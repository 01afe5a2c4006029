use std::thread;

use ark_io::push::pipe::bound_pair;
use ark_io::push::EventPump;
use ark_io::{
    copy, copy_with, Closer, CopyOptions, FixedBufferReader, GrowableBuffer,
    IoError, PushReader, PushWriter, Reader, Writer,
};
use rand::prelude::*;
use rstest::rstest;

fn init_logger() {
    let _ = env_logger::builder().is_test(true).try_init();
}

fn generate_random_data(size: usize) -> Vec<u8> {
    let mut rng = rand::thread_rng();
    (0..size).map(|_| rng.gen()).collect()
}

#[rstest]
#[case(1, 1000)]
#[case(7, 4096)]
#[case(64, 100_000)]
#[case(65536, 100_000)]
fn copy_through_pipe_on_explicit_pump(
    #[case] capacity: usize,
    #[case] size: usize,
) -> anyhow::Result<()> {
    init_logger();
    let pump = EventPump::start("push-e2e")?;
    let (input, output) = bound_pair(capacity);
    let mut reader = PushReader::with_pump(input, &pump)?;
    let mut writer = PushWriter::with_pump(output, &pump)?;

    let data = generate_random_data(size);
    let sent = data.clone();
    let producer = thread::spawn(move || -> anyhow::Result<u64> {
        let mut src = FixedBufferReader::new(&sent);
        let copied = copy_with(
            &mut writer,
            &mut src,
            &CopyOptions {
                chunk_size: 333,
                limit: None,
            },
        )?;
        writer.close()?;
        Ok(copied)
    });

    let mut sink = GrowableBuffer::new();
    let received = copy(&mut sink, &mut reader)?;
    assert_eq!(producer.join().expect("producer panicked")?, size as u64);
    assert_eq!(received, size as u64);
    assert_eq!(sink.into_inner(), data);

    reader.close()?;
    assert_eq!(pump.registered(), 0);
    Ok(())
}

#[test]
fn global_pump_serves_many_pipes() -> anyhow::Result<()> {
    init_logger();
    let workers: Vec<_> = (0..4u8)
        .map(|tag| {
            thread::spawn(move || -> anyhow::Result<Vec<u8>> {
                let (input, output) = bound_pair(16);
                let mut reader = PushReader::new(input)?;
                let mut writer = PushWriter::new(output)?;

                let producer = thread::spawn(move || -> ark_io::Result<()> {
                    for _ in 0..100 {
                        writer.write(&[tag; 10])?;
                    }
                    writer.close()
                });

                let mut received = Vec::new();
                reader.read_to_end(&mut received)?;
                producer.join().expect("producer panicked")?;
                Ok(received)
            })
        })
        .collect();

    for (tag, worker) in workers.into_iter().enumerate() {
        let received = worker.join().expect("worker panicked")?;
        assert_eq!(received, vec![tag as u8; 1000]);
    }
    Ok(())
}

#[test]
fn producer_sees_broken_pipe_when_consumer_leaves() -> anyhow::Result<()> {
    init_logger();
    let pump = EventPump::start("push-broken")?;
    let (input, output) = bound_pair(4);
    let mut reader = PushReader::with_pump(input, &pump)?;
    let mut writer = PushWriter::with_pump(output, &pump)?;

    let mut first = [0u8; 2];
    let producer = thread::spawn(move || writer.write(&[1u8; 64]));
    reader.read(&mut first)?;
    drop(reader);

    match producer.join().expect("producer panicked") {
        Err(IoError::ShortWrite {
            written,
            expected,
            reason,
        }) => {
            assert!(written >= 2 && written < 64);
            assert_eq!(expected, 64);
            assert!(
                matches!(reason.as_deref(), Some(IoError::Unknown { .. })),
                "broken pipe reason missing: {reason:?}"
            );
        }
        other => panic!("expected a short write, got {other:?}"),
    }
    Ok(())
}
//! Chunked transfer from a [`Reader`] to a [`Writer`].

use thiserror::Error;

use crate::errors::IoError;
use crate::traits::{Reader, Writer};

/// Bytes moved per read/write round trip.
pub const DEFAULT_CHUNK_SIZE: usize = 1024;

#[derive(Debug, Clone, Copy, PartialEq, Eq)]
pub struct CopyOptions {
    pub chunk_size: usize,
    /// Stop after this many bytes. `None` copies until end-of-stream.
    pub limit: Option<u64>,
}

impl Default for CopyOptions {
    fn default() -> Self {
        Self {
            chunk_size: DEFAULT_CHUNK_SIZE,
            limit: None,
        }
    }
}

/// A copy that stopped on a read or write failure.
#[derive(Error, Debug, Clone, PartialEq, Eq)]
#[error("copy stopped after {copied} bytes: {source}")]
pub struct CopyError {
    /// Bytes the destination accepted before the failure.
    pub copied: u64,
    pub source: IoError,
}

/// Copy until `src` reports end-of-stream.
pub fn copy<W, R>(dst: &mut W, src: &mut R) -> Result<u64, CopyError>
where
    W: Writer + ?Sized,
    R: Reader + ?Sized,
{
    copy_with(dst, src, &CopyOptions::default())
}

/// Copy at most `limit` bytes.
pub fn copy_limited<W, R>(
    dst: &mut W,
    src: &mut R,
    limit: u64,
) -> Result<u64, CopyError>
where
    W: Writer + ?Sized,
    R: Reader + ?Sized,
{
    copy_with(
        dst,
        src,
        &CopyOptions {
            limit: Some(limit),
            ..CopyOptions::default()
        },
    )
}

/// Copy from `src` to `dst` in chunks of `options.chunk_size`.
///
/// Ends successfully when the limit is reached, when `src` reports
/// [`IoError::Eof`], or when `src` returns zero bytes for a non-empty
/// request. Any other read error, and any write error including a short
/// write, stops the copy and is returned together with the number of bytes
/// the destination accepted.
pub fn copy_with<W, R>(
    dst: &mut W,
    src: &mut R,
    options: &CopyOptions,
) -> Result<u64, CopyError>
where
    W: Writer + ?Sized,
    R: Reader + ?Sized,
{
    let mut buf = vec![0u8; options.chunk_size.max(1)];
    let mut copied: u64 = 0;

    loop {
        let want = match options.limit {
            Some(limit) => {
                let left = limit.saturating_sub(copied);
                if left == 0 {
                    break;
                }
                buf.len().min(usize::try_from(left).unwrap_or(usize::MAX))
            }
            None => buf.len(),
        };

        let read = match src.read(&mut buf[..want]) {
            Ok(0) | Err(IoError::Eof) => break,
            Ok(n) => n,
            Err(source) => return Err(CopyError { copied, source }),
        };

        match dst.write(&buf[..read]) {
            Ok(written) if written >= read => copied += read as u64,
            Ok(written) => {
                copied += written as u64;
                return Err(CopyError {
                    copied,
                    source: IoError::short_write(written, read, None),
                });
            }
            Err(source) => {
                copied += source.written() as u64;
                return Err(CopyError { copied, source });
            }
        }
        log::trace!("Copied chunk of {} bytes ({} total)", read, copied);
    }

    Ok(copied)
}

#[cfg(test)]
mod tests {
    use super::*;
    use crate::errors::Result;
    use crate::{FixedBufferReader, GrowableBuffer};
    use rstest::rstest;

    /// Yields its chunks one per read, then `end`.
    struct Scripted {
        chunks: Vec<Vec<u8>>,
        end: IoError,
    }

    impl Reader for Scripted {
        fn read(&mut self, buf: &mut [u8]) -> Result<usize> {
            if self.chunks.is_empty() {
                return Err(self.end.clone());
            }
            let chunk = self.chunks.remove(0);
            let n = chunk.len().min(buf.len());
            buf[..n].copy_from_slice(&chunk[..n]);
            Ok(n)
        }
    }

    /// Accepts `capacity` bytes, then fails with a short write.
    struct Bounded {
        data: Vec<u8>,
        capacity: usize,
    }

    impl Writer for Bounded {
        fn write(&mut self, buf: &[u8]) -> Result<usize> {
            let n = buf.len().min(self.capacity - self.data.len());
            self.data.extend_from_slice(&buf[..n]);
            if n < buf.len() {
                return Err(IoError::short_write(n, buf.len(), None));
            }
            Ok(n)
        }
    }

    #[test]
    fn copies_until_eof() {
        let mut src = Scripted {
            chunks: vec![b"a".to_vec(), b"bc".to_vec()],
            end: IoError::Eof,
        };
        let mut dst = GrowableBuffer::new();

        assert_eq!(copy(&mut dst, &mut src), Ok(3));
        assert_eq!(dst.to_vec(), b"abc");
    }

    #[rstest]
    #[case(0, 0)]
    #[case(2, 2)]
    #[case(5, 5)]
    #[case(9, 5)]
    fn limit_caps_transfer(#[case] limit: u64, #[case] expected: u64) {
        let mut src = FixedBufferReader::new(b"12345");
        let mut dst = GrowableBuffer::new();

        assert_eq!(copy_limited(&mut dst, &mut src, limit), Ok(expected));
        assert_eq!(dst.len() as u64, expected);
        assert_eq!(src.position() as u64, expected);
    }

    #[test]
    fn transfers_more_than_one_chunk() {
        let data: Vec<u8> = (0..5000u32).map(|i| (i % 251) as u8).collect();
        let mut src = FixedBufferReader::new(&data);
        let mut dst = GrowableBuffer::new();

        assert_eq!(copy(&mut dst, &mut src), Ok(5000));
        assert_eq!(dst.into_inner(), data);
    }

    #[test]
    fn read_failure_is_surfaced_with_progress() {
        let failure = IoError::ReadFailure {
            message: "device gone".to_owned(),
            code: 5,
        };
        let mut src = Scripted {
            chunks: vec![b"abcd".to_vec()],
            end: failure.clone(),
        };
        let mut dst = GrowableBuffer::new();

        assert_eq!(
            copy(&mut dst, &mut src),
            Err(CopyError {
                copied: 4,
                source: failure
            })
        );
    }

    #[test]
    fn short_write_stops_immediately() {
        let mut src = FixedBufferReader::new(b"0123456789");
        let mut dst = Bounded {
            data: Vec::new(),
            capacity: 6,
        };
        let options = CopyOptions {
            chunk_size: 4,
            limit: None,
        };

        let err = copy_with(&mut dst, &mut src, &options).unwrap_err();
        assert_eq!(err.copied, 6);
        assert_eq!(err.source, IoError::short_write(2, 4, None));
        assert_eq!(dst.data, b"012345");
        assert_eq!(src.position(), 8);
    }

    /// Claims to have written more than it was given.
    struct Overreporting(Vec<u8>);

    impl Writer for Overreporting {
        fn write(&mut self, buf: &[u8]) -> Result<usize> {
            self.0.extend_from_slice(buf);
            Ok(buf.len() + 10)
        }
    }

    #[test]
    fn overreported_writes_count_only_bytes_supplied() {
        let mut src = FixedBufferReader::new(b"0123456789");
        let mut dst = Overreporting(Vec::new());
        let options = CopyOptions {
            chunk_size: 3,
            limit: Some(7),
        };
        assert_eq!(copy_with(&mut dst, &mut src, &options), Ok(7));
        assert_eq!(dst.0, b"0123456");
    }

    #[test]
    fn zero_chunk_size_still_makes_progress() {
        let mut src = FixedBufferReader::new(b"xyz");
        let mut dst = GrowableBuffer::new();
        let options = CopyOptions {
            chunk_size: 0,
            limit: None,
        };
        assert_eq!(copy_with(&mut dst, &mut src, &options), Ok(3));
    }

    #[test]
    fn works_through_trait_objects() {
        let mut src: Box<dyn Reader> =
            Box::new(GrowableBuffer::from(b"boxed".to_vec()));
        let mut dst: Box<dyn Writer> = Box::new(GrowableBuffer::new());
        assert_eq!(copy(&mut dst, &mut src), Ok(5));
    }
}
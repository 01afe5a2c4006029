//! Minimal synchronous I/O layer: capability traits, in-memory streams,
//! native file descriptors, a bridge for event-driven native streams, and a
//! chunked copy between any reader and writer.

pub mod adapters;
pub mod buffer;
pub mod compat;
pub mod copy;
pub mod errors;
#[cfg(unix)]
pub mod file;
pub mod fixed;
pub mod push;
pub mod traits;

pub use adapters::{
    using, NopCloser, Pushback, ReadWrite, ReadWriteClose, Scoped,
};
pub use buffer::GrowableBuffer;
pub use compat::{FromStd, StdAdapter};
pub use copy::{
    copy, copy_limited, copy_with, CopyError, CopyOptions, DEFAULT_CHUNK_SIZE,
};
pub use errors::{IoError, Result};
#[cfg(unix)]
pub use file::{stderr, stdin, stdout, File};
pub use fixed::FixedBufferReader;
pub use push::{PushReader, PushWriter};
pub use traits::{
    ByteReader, ByteScanner, Closer, ReadCloser, ReadSeeker, ReadWriteCloser,
    ReadWriteSeeker, ReadWriter, Reader, Seeker, Whence, WriteCloser,
    WriteSeeker, Writer,
};
//! 追踪图模块
//!
//! 在通用有向图之上加入帧索引和标注标记，供追踪指标计算使用

mod config;
mod flags;
mod graph;
mod index;

pub use config::TrackingGraphConfig;
pub use flags::{EdgeFlag, Flag, FlagSet, NodeFlag};
pub use graph::{AnnotationStatus, TrackingGraph};
pub use index::{FlagIndex, FrameIndex};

——————————

WHAT TO PRODUCE: The answer must be a single number: the count of lines in the listing that hold the string "flags".

WORKED SOLUTION: 2